To provide further evidence on the impact of CATFIN-driven sentiment expectations ongdp, Granger causality tests are conducted using the MF-VAR models estimated in Tables 7, 8, 9, 10 and 11. The results are reported in Table 5, Panels A–E. In line with the previous result, there is strong evidence that these expectations Granger cause gdp.Footnote 21 Further, we look at gdp impulse responses, based on the MF-VARs in Tables 7, 8, 9, 10 and 11. These are graphically presented in Fig. 4. This Figure depicts the gdp response to each expectations series. The graphs in Fig. 4 further support the previous finding on the role of CATFIN-based expectations in driving gdp. By-and-large, these findings suggest that CATFIN produces 'waves of sentiment (‘optimism or pessimism’) which, in turn, affect gdp. This conclusion extends the previous finding that CATFIN impacts the macro-economy through aggregate lending (Allen et al. 2012): CATFIN affects real economic activity not only through lending but also through sentiment (Table 12).

Fig. 4
figure 4

Impulse response of real GDP growth (gdp) to sentiment expectations.
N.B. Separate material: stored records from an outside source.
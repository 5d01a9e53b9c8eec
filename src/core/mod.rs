// src/core/mod.rs

pub mod arg_parser;
pub mod compiler;
pub mod declaration;
pub mod parameters;
pub mod registry;
pub mod resolver;
pub mod settings;
impl ParsedArgs {
    pub(crate) fn insert(&mut self, name: &str, value: Value, source: ValueSource) {
        self.values.insert(name.to_string(), value);
        self.sources.insert(name.to_string(), source);
    }

    pub fn get(&self, name: &str) -> Option<&Value> {
        self.values.get(name).filter(|v| !v.is_null())
    }

    pub fn contains(&self, name: &str) -> bool {
        self.get(name).is_some()
    }

    pub fn source(&self, name: &str) -> Option<ValueSource> {
        self.sources.get(name).copied()
    }

    /// Iterates `(name, value)` pairs in name order, including unset parameters.
    pub fn iter(&self) -> impl Iterator<Item = (&str, &Value)> {
        self.values.iter().map(|(k, v)| (k.as_str(), v))
    }

    fn require(&self, name: &str) -> Result<&Value, AccessError> {
        self.get(name).ok_or_else(|| AccessError::MissingValue {
            name: name.to_string(),
        })
    }

    /// The display form of any non-null value.
    pub fn string(&self, name: &str) -> Result<String, AccessError> {
        self.require(name).map(ToString::to_string)
    }

    /// Like [`Self::string`], but `None` for unset parameters.
    pub fn opt_string(&self, name: &str) -> Option<String> {
        self.get(name).map(ToString::to_string)
    }

    pub fn path(&self, name: &str) -> Result<PathBuf, AccessError> {
        let value = self.require(name)?;
        value
            .as_path()
            .map(Path::to_path_buf)
            .ok_or_else(|| AccessError::WrongType {
                name: name.to_string(),
                expected: "path",
            })
    }

    /// `false` when unset.
    pub fn flag(&self, name: &str) -> bool {
        self.get(name).and_then(Value::as_bool).unwrap_or(false)
    }

    pub fn int(&self, name: &str) -> Result<i64, AccessError> {
        self.require(name)?
            .as_i64()
            .ok_or_else(|| AccessError::WrongType {
                name: name.to_string(),
                expected: "integer",
            })
    }

    pub fn float(&self, name: &str) -> Result<f64, AccessError> {
        self.require(name)?
            .as_f64()
            .ok_or_else(|| AccessError::WrongType {
                name: name.to_string(),
                expected: "float",
            })
    }

    /// Items of a variadic argument; empty when unset.
    pub fn list(&self, name: &str) -> Vec<Value> {
        self.get(name)
            .and_then(Value::as_list)
            .map(<[Value]>::to_vec)
            .unwrap_or_default()
    }
}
Response to Cholesky one SD (degrees of freedom adjusted)  ± 2 standard errors. Conditional expectations formed at month 3 in each quarter

Our findings extend the framework of extrinsic sentiment of Angeletos and La'O (2013), by showing that sentiment can be driven by systemic risk and thus, systemic risk has an important role in sentiment formation. Our findings show that sentiments can be intrinsic, namely systemic risk driven. Intrinsic sentiments can in turn affect aggregate demand fluctuations, thereby echoing that the ultimate driver of these fluctuations is systemic risk. Our findings also extend the results of Benhabib et al. (2017) who illustrate that there exist sentiment driven multiple rational expectations equilibria, because firms must make their decisions based on signals about aggregate demand and prior to its realization. Our findings indicate that the sentiment, which drives the equilibria in the Benhabib et al. (2017) setting, is itself driven by systemic risk. An interesting extension to Benhabib et al. (2017) model would thus involve exploring whether these multiple equilibria are driven by systemic risk. Furthermore, in terms of the literature on the relation between systemic risk and the macro-economy (Giglio et al. 2016; Milani 2017), the present results add a new dimension by showing that sentiments is an intermediate link in this relation. Lastly, our findings suggest that in order to avoid the detrimental macroeconomic effects of systemic risk measures targeting at increasing business and consumer sentiment may be adopted. Such measures can neutralize the impact of systemic risk on business and consumer sentiment, namely cut the link between the two (identified in the present paper) and consequently curtail the detrimental effects of systemic risk on the real economic activity.

5 Conclusion

The present paper has shown that systemic risk, reflecting distress in the financial system, can affect not only financial sentiment but also business and consumer sentiment and, through the latter, the real GDP growth. It illustrates that the monthly CATFIN measure of systemic risk exercises a negative effect on the conditional mean of real GDP growth. It also shows that CATFIN Granger causes business and consumer sentiment, and is an important driver of sentiment expectations by firms, consumers and households. We extract these sentiment expectations, and show that they exercise a significant impact on GDP. Thus, we reveal that a further mechanism through which CATFIN affects the macro-economy, in addition to aggregate lending documented by Allen et al. (2012), is business and consumer sentiment. This result carries important implications for the literature exploring sentiment and systemic risk as drivers for GDP.